About a quarter of the study’s subject population continued to take lipid-lowering medications – most typically statin drugs. There’s a very low likelihood that lipid-lowering drugs would lengthen life in such patients, many of whom would not be resuscitated were they to suffer a heart attack anyway. But recent studies suggest that as many as 1 in 5 patients taking a statin may suffer muscle fatigue or soreness, and the Food and Drug Administration has recently warned that in some older patients, statins may cause memory loss and confusion as well.

The latest study found regional and ethnic differences in the trend of such questionable prescribing: It was highest in the southern and central parts of the Western and Eastern United States, where as many as 65 percent of such patients took at least one drug of questionable value. And it was lowest in the Mid-Atlantic states, New England, and the mountain states of the West. Latinos with dementia were much more likely to get medications of questionable value — 65 percent did so — and the rate for non-Latino blacks and whites was roughly the same — about 52 percent.

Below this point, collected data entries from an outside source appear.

/// `count` evenly spaced points from `min` to `max`, both ends included.
///
/// A single point is `min`; zero points is an empty vector.
pub fn sample_points(min: f64, max: f64, count: usize) -> Vec<f64> {
    match count {
        0 => vec![],
        1 => vec![min],
        _ => {
            let last = (count - 1) as f64;
            (0..count)
                .map(|i| min + (max - min) * i as f64 / last)
                .collect()
        }
    }
}
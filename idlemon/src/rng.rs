pub use idlemon_prng::{
    LcgRandomSource,
    RandomSource,
    default_random_source,
    rand_util,
};
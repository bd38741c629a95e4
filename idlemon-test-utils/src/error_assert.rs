use anyhow::Error;

/// [`assert`]s that the result is an [`Error`] with the given message.
///
/// Only the outermost message is compared, so context added on top of an error changes the result.
#[track_caller]
pub fn assert_error_message<T>(result: Result<T, Error>, message: &str) {
    match result {
        Ok(_) => panic!("expected error \"{message}\", got success"),
        Err(err) => pretty_assertions::assert_eq!(err.to_string(), message),
    }
}

/// [`assert`]s that the result is an [`Error`] whose chain contains the given message.
#[track_caller]
pub fn assert_error_message_contains<T>(result: Result<T, Error>, message: &str) {
    match result {
        Ok(_) => panic!("expected error containing \"{message}\", got success"),
        Err(err) => {
            let chain = format!("{err:#}");
            assert!(
                chain.contains(message),
                "expected error containing \"{message}\", got \"{chain}\""
            );
        }
    }
}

Men were more likely than women to get such drugs: 62 percent vs. 52 percent got medically questionable medications. And although medications of questionable value went to 44 percent of patients in hospice care and nearly half who had do-not-resuscitate orders, these patients were much less likely than patients outside of the hospice system (55 percent) and those without do-not-resuscitate order (64 percent) to get them.

In an invited editorial, geriatrician and palliative care specialist Dr. Greg A. Sacks expressed hope that the latest findings will prompt physicians who treat any patients with limited time horizons to reconsider their prescribing practices.

If physicians initiated more detailed conversations with patients and their families about the goals that should guide a sick patient’s care, they would be less likely to prescribe many drugs and tests, wrote Sacks, of the Indiana University School of Medicine. The results would be reduced medical costs and patients whose limited life spans are spent more comfortably and are no shorter than those of patients who are needlessly medicated, Sacks wrote.